- SGA’s U.S. Large Cap Growth portfolio returned 1.2% (gross) and 1.0% (net) in Q1 2018 compared to 1.4% for its primary benchmark the Russell 1000 Growth Index, and -0.8% for the broad market S&P 500 Index
- The quarter incorporated two distinct periods with January and February being led by higher price momentum stocks despite a brief 10% correction, followed by a major decline in Technology and related stocks in March; the portfolio underperformed when price momentum was rewarded but outperformed amid market weakness capturing just 88% of the downside and ranking in the 7th percentile of the Lipper Large Cap Growth Universe
- Increasing inflationary expectations and fears over higher than expected interest rates combined with growing concerns over protectionist policies in the U.S. and the potential for increased regulatory oversight in parts of the social media industry put pressure on stocks and caused a spike in market volatility
- Smaller-cap growth companies with higher betas performed best; the return to business quality was mixed with low return on equity companies and those with no earnings outperforming, but those with lower debt also doing well
- The Financials and Consumer Discretionary sectors performed best in Q1, but Technology led for most of the quarter until facing intense selling pressure in March; weakness in Telecommunications, Energy, Materials and Consumer Staples negatively impacted market returns
- Positions in Core Labs, Chipotle Mexican Grill and Cerner were sold and new positions in Praxair and Becton Dickinson were initiated; positions in Facebook, Red Hat, Core Labs and others were reduced on strength and positions in Walt Disney, Regeneron, Equinix and Alphabet among others were added to on weakness
The opinions expressed herein reflect the opinions of Sustainable Growth Advisers, LP and are subject to change without notice. Past performance is no guarantee for future results. This information is supplemental and complements a full disclosure presentation that can be found with composite performance. The securities referenced in the article are not a solicitation or recommendation to buy, sell or hold securities. This commentary is provided only for qualified and sophisticated institutional investors.

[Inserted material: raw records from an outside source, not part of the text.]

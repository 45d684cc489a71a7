// -*- mode: rust; -*-
//
// This file is part of ec-zvp.
// See LICENSE for licensing information.

//! Arithmetic in a dynamically chosen prime field \\(\mathbb{F}_p\\).
//!
//! Unlike a fixed-modulus curve library, the analysis engine must work
//! over whichever base field the curve under analysis uses, so the
//! modulus is a runtime value. Elements are canonical residues stored as
//! [`BigUint`]; all operations go through a [`PrimeField`] context that
//! owns the modulus.
//!
//! Constructing a [`PrimeField`] checks that the modulus is an odd prime
//! (Miller–Rabin). Symbolic execution and factoring are meaningless over
//! a non-field, so a bad modulus is rejected up front with
//! [`Error::NotPrime`] rather than producing garbage factorizations.

use num_bigint::BigUint;
use num_integer::Integer;
use num_traits::{One, Zero};
use rand_core::RngCore;

use crate::errors::Error;

/// Miller–Rabin witnesses; deterministic for all moduli below 3.3e24,
/// and an overwhelming-probability test beyond that.
const MILLER_RABIN_BASES: [u32; 12] = [2, 3, 5, 7, 11, 13, 17, 19, 23, 29, 31, 37];

/// A prime field with a runtime modulus.
///
/// Elements are canonical residues in `[0, p)`. The context is cheap to
/// clone by reference and is threaded explicitly through every polynomial
/// and curve operation in this crate.
#[derive(Clone, Debug, Eq, PartialEq)]
pub struct PrimeField {
    modulus: BigUint,
}

impl PrimeField {
    /// Construct the field \\(\mathbb{F}_p\\).
    ///
    /// Returns [`Error::NotPrime`] unless `modulus` is an odd prime.
    pub fn new(modulus: BigUint) -> Result<PrimeField, Error> {
        if modulus <= BigUint::from(2u32) || modulus.is_even() || !is_probable_prime(&modulus) {
            return Err(Error::NotPrime);
        }
        Ok(PrimeField { modulus })
    }

    /// The field modulus `p`.
    pub fn modulus(&self) -> &BigUint {
        &self.modulus
    }

    /// Reduce an arbitrary integer into canonical form.
    pub fn reduce(&self, n: &BigUint) -> BigUint {
        n % &self.modulus
    }

    /// Map a (possibly negative) machine integer into the field.
    pub fn from_i64(&self, n: i64) -> BigUint {
        let mag = self.reduce(&BigUint::from(n.unsigned_abs()));
        if n < 0 {
            self.neg(&mag)
        } else {
            mag
        }
    }

    /// `a + b (mod p)`.
    pub fn add(&self, a: &BigUint, b: &BigUint) -> BigUint {
        (a + b) % &self.modulus
    }

    /// `a - b (mod p)`.
    pub fn sub(&self, a: &BigUint, b: &BigUint) -> BigUint {
        ((a + &self.modulus) - b) % &self.modulus
    }

    /// `-a (mod p)`.
    pub fn neg(&self, a: &BigUint) -> BigUint {
        if a.is_zero() {
            BigUint::zero()
        } else {
            &self.modulus - a
        }
    }

    /// `a * b (mod p)`.
    pub fn mul(&self, a: &BigUint, b: &BigUint) -> BigUint {
        (a * b) % &self.modulus
    }

    /// `a^e (mod p)`.
    pub fn pow(&self, a: &BigUint, e: &BigUint) -> BigUint {
        a.modpow(e, &self.modulus)
    }

    /// Multiplicative inverse by Fermat's little theorem.
    ///
    /// Total function: maps zero to zero; callers that must reject
    /// zero check [`BigUint::is_zero`] first.
    pub fn invert(&self, a: &BigUint) -> BigUint {
        if a.is_zero() {
            return BigUint::zero();
        }
        let e = &self.modulus - BigUint::from(2u32);
        a.modpow(&e, &self.modulus)
    }

    /// Whether `a` is a nonzero quadratic residue, i.e. the Legendre
    /// symbol equals one.
    pub fn is_square(&self, a: &BigUint) -> bool {
        if a.is_zero() {
            return false;
        }
        let e = (&self.modulus - BigUint::one()) >> 1;
        a.modpow(&e, &self.modulus).is_one()
    }

    /// A square root of `a`, if one exists.
    ///
    /// Uses the `(p+1)/4` exponentiation when `p ≡ 3 (mod 4)` and
    /// Tonelli–Shanks otherwise. Returns `None` for quadratic
    /// non-residues; zero maps to zero.
    pub fn sqrt(&self, a: &BigUint) -> Option<BigUint> {
        if a.is_zero() {
            return Some(BigUint::zero());
        }
        if !self.is_square(a) {
            return None;
        }
        if (&self.modulus % BigUint::from(4u32)) == BigUint::from(3u32) {
            let e = (&self.modulus + BigUint::one()) >> 2;
            return Some(a.modpow(&e, &self.modulus));
        }
        Some(self.tonelli_shanks(a))
    }

    // Tonelli–Shanks for p ≡ 1 (mod 4). Caller has already verified that
    // `a` is a nonzero residue, so the main loop terminates.
    fn tonelli_shanks(&self, a: &BigUint) -> BigUint {
        let one = BigUint::one();
        let mut q = &self.modulus - &one;
        let mut s = 0u32;
        while q.is_even() {
            q >>= 1;
            s += 1;
        }

        // Smallest non-residue; half of all elements qualify, so the scan
        // is short.
        let mut z = BigUint::from(2u32);
        while self.is_square(&z) {
            z += &one;
        }

        let mut m = s;
        let mut c = z.modpow(&q, &self.modulus);
        let mut t = a.modpow(&q, &self.modulus);
        let e = (&q + &one) >> 1;
        let mut r = a.modpow(&e, &self.modulus);

        while !t.is_one() {
            let mut i = 0u32;
            let mut t2 = t.clone();
            while !t2.is_one() {
                t2 = self.mul(&t2, &t2);
                i += 1;
            }
            let mut b = c.clone();
            for _ in 0..(m - i - 1) {
                b = self.mul(&b, &b);
            }
            m = i;
            c = self.mul(&b, &b);
            t = self.mul(&t, &c);
            r = self.mul(&r, &b);
        }
        r
    }

    /// A uniformly random non-zero field element, for projective
    /// re-randomization and randomized checks.
    pub fn random_nonzero<R: RngCore + ?Sized>(&self, rng: &mut R) -> BigUint {
        let len = ((self.modulus.bits() + 7) / 8) as usize;
        let mut buf = vec![0u8; len + 8];
        loop {
            rng.fill_bytes(&mut buf);
            let candidate = BigUint::from_bytes_le(&buf) % &self.modulus;
            if !candidate.is_zero() {
                return candidate;
            }
        }
    }
}

/// Miller–Rabin primality test with the fixed witness set.
fn is_probable_prime(n: &BigUint) -> bool {
    let one = BigUint::one();
    let two = BigUint::from(2u32);
    let n_minus_one = n - &one;

    let mut d = n_minus_one.clone();
    let mut s = 0u32;
    while d.is_even() {
        d >>= 1;
        s += 1;
    }

    'witness: for base in MILLER_RABIN_BASES {
        let a = BigUint::from(base);
        if &a >= n {
            continue;
        }
        let mut x = a.modpow(&d, n);
        if x.is_one() || x == n_minus_one {
            continue;
        }
        for _ in 0..s.saturating_sub(1) {
            x = x.modpow(&two, n);
            if x == n_minus_one {
                continue 'witness;
            }
        }
        return false;
    }
    true
}

#[cfg(test)]
mod test {
    use super::*;

    fn f64_field() -> PrimeField {
        // The 64-bit analysis prime used throughout the test suite.
        let p = BigUint::parse_bytes(b"c50de883f0e7b167", 16).unwrap();
        PrimeField::new(p).unwrap()
    }

    #[test]
    fn rejects_composite_and_even_moduli() {
        assert_eq!(PrimeField::new(BigUint::from(1u32)).unwrap_err(), Error::NotPrime);
        assert_eq!(PrimeField::new(BigUint::from(16u32)).unwrap_err(), Error::NotPrime);
        assert_eq!(PrimeField::new(BigUint::from(91u32)).unwrap_err(), Error::NotPrime);
        assert!(PrimeField::new(BigUint::from(101u32)).is_ok());
    }

    #[test]
    fn subtraction_wraps() {
        let f = f64_field();
        let a = BigUint::from(3u32);
        let b = BigUint::from(5u32);
        let d = f.sub(&a, &b);
        assert_eq!(f.add(&d, &b), a);
    }

    #[test]
    fn inversion_round_trips() {
        let f = f64_field();
        let a = BigUint::from(0xdeadbeefu64);
        let inv = f.invert(&a);
        assert!(f.mul(&a, &inv).is_one());
        assert!(f.invert(&BigUint::zero()).is_zero());
    }

    #[test]
    fn signed_constants_reduce() {
        let f = f64_field();
        let minus_one = f.from_i64(-1);
        assert_eq!(f.add(&minus_one, &BigUint::one()), BigUint::zero());
    }

    #[test]
    fn sqrt_of_squares() {
        let f = f64_field();
        for n in [2u64, 3, 1234567891011, 0xdead_beef_cafe] {
            let a = BigUint::from(n);
            let sq = f.mul(&a, &a);
            let r = f.sqrt(&sq).unwrap();
            assert!(r == a || r == f.neg(&a));
        }
    }

    #[test]
    fn minus_one_is_nonresidue_for_p_3_mod_4() {
        // p = 0xc50de883f0e7b167 ≡ 3 (mod 4), so -1 has no square root.
        let f = f64_field();
        let minus_one = f.from_i64(-1);
        assert!(f.sqrt(&minus_one).is_none());
    }

    #[test]
    fn tonelli_shanks_on_1_mod_4_prime() {
        let f = PrimeField::new(BigUint::from(1000000007u64)).unwrap(); // ≡ 3 mod 4? 1000000007 % 4 == 3
        let g = PrimeField::new(BigUint::from(998244353u64)).unwrap(); // ≡ 1 mod 4
        for field in [f, g] {
            let a = BigUint::from(12345u64);
            let sq = field.mul(&a, &a);
            let r = field.sqrt(&sq).unwrap();
            assert_eq!(field.mul(&r, &r), sq);
        }
    }

    #[test]
    fn random_nonzero_is_in_range() {
        let f = f64_field();
        let mut rng = rand::thread_rng();
        for _ in 0..32 {
            let x = f.random_nonzero(&mut rng);
            assert!(!x.is_zero());
            assert!(&x < f.modulus());
        }
    }
}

Results are presented gross and net of management fees and include the reinvestment of all income. The Net Returns are calculated based upon the highest published fees. The net performance has been reduced by the amount of the highest published fee that may be charged to SGA clients, 0.75%, employing the U.S. Large Cap Growth equity strategy during the period under consideration. Actual fees charged to clients may vary depending on, among other things, the applicable fees schedule and portfolio size. SGA’s fees are available upon request and also may be found in Part 2A of its Form ADV. The performance record presented for periods prior to July 1, 2003 occurred before to the inception of SGA and represents the portable performance record established by two of SGA’s founders (and investment committee members) Gordon Marchand and George Fraise while affiliated with a prior firm. Policies for valuing portfolios, calculating performance, and preparing compliant presentations are available upon request. Upon request, free of charge, SGA can provide a list of all portfolio holdings held in SGA’s U.S. Large Cap Growth portfolio for the past year. SGA’s earnings growth forecast data is based upon portfolio companies’ non-GAAP operating earnings.